ASSIGNMENT: Check each line of the listing below for the string "expect", and copy the ones that have it.
------ RECORDS TO USE
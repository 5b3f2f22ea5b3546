use super::*;
use client_core::{Console, UiAction};

fn seeded() -> Console {
    let mut console = Console::new();
    console.forms.teacher.name = "Alice".into();
    console.forms.teacher.subjects = "Math, Physics".into();
    console.dispatch(UiAction::AddTeacher).expect("teacher");
    console.forms.room.name = "R1".into();
    console.dispatch(UiAction::AddRoom).expect("room");
    console
}

#[test]
fn active_tab_is_bracketed_with_status() {
    let view = Console::new().view();
    let text = render_view(&view);
    let mut lines = text.lines();

    assert_eq!(
        lines.next(),
        Some("[Teachers]  Rooms   Classes   Schedule ")
    );
    assert_eq!(lines.next(), Some("status: Ready"));
    assert!(text.contains("No teachers added."));
}

#[test]
fn list_rows_are_numbered_from_one() {
    let view = seeded().view();
    assert_eq!(
        render_list(&view.teachers, "none"),
        "  1. Alice (Math, Physics)\n"
    );
    assert_eq!(render_list(&view.rooms, "none"), "  1. R1 (Cap: 30)\n");
}

#[test]
fn classes_tab_lists_teacher_options() {
    let mut console = seeded();
    console
        .dispatch(UiAction::SwitchTab(Tab::Classes))
        .expect("tab");

    let text = render_view(&console.view());

    assert!(text.contains("No classes added."));
    assert!(text.contains("  0: Any Qualified Teacher"));
    assert!(text.contains("  1: Alice"));
}

#[test]
fn schedule_tab_without_solution_says_so() {
    let mut console = Console::new();
    console
        .dispatch(UiAction::SwitchTab(Tab::Schedule))
        .expect("tab");

    assert!(render_view(&console.view()).contains("No schedule generated yet."));
}

#[test]
fn grid_pads_columns_to_widest_cell() {
    let mut console = seeded();
    console.forms.class.name = "Algebra".into();
    console.forms.class.subject = "Math".into();
    console.dispatch(UiAction::AddClass).expect("class");
    let pending = console.begin_generate().expect("pending");
    let store = console.store();
    let entry = shared::protocol::ScheduleEntry {
        time_slot_id: pending.request.time_slots[0].id.clone(),
        class_id: store.classes()[0].id.clone(),
        room_id: store.rooms()[0].id.clone(),
        teacher_id: store.teachers()[0].id.clone(),
    };
    console.apply_solve_outcome(
        pending,
        Ok(shared::protocol::SolveResponse {
            status: "OPTIMAL".into(),
            schedule: vec![entry],
        }),
    );

    let grid = render_grid(&console.schedule_grid().expect("grid"));
    let lines: Vec<&str> = grid.lines().collect();

    // separator, header, separator, then period 1.
    assert_eq!(lines.len(), 1 + 2 * 6);
    assert!(lines[3].starts_with("| Period 1 | Algebra / R1 / Alice |"), "{grid}");
    assert!(lines.iter().all(|l| l.chars().count() == lines[0].chars().count()));
}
------------
ANSWER BELOW:
    console.dispatch(UiAction::AddTeacher).expect("teacher");
    console.dispatch(UiAction::AddRoom).expect("room");
        .expect("tab");
        .expect("tab");
    console.dispatch(UiAction::AddClass).expect("class");
    let pending = console.begin_generate().expect("pending");
    let grid = render_grid(&console.schedule_grid().expect("grid"));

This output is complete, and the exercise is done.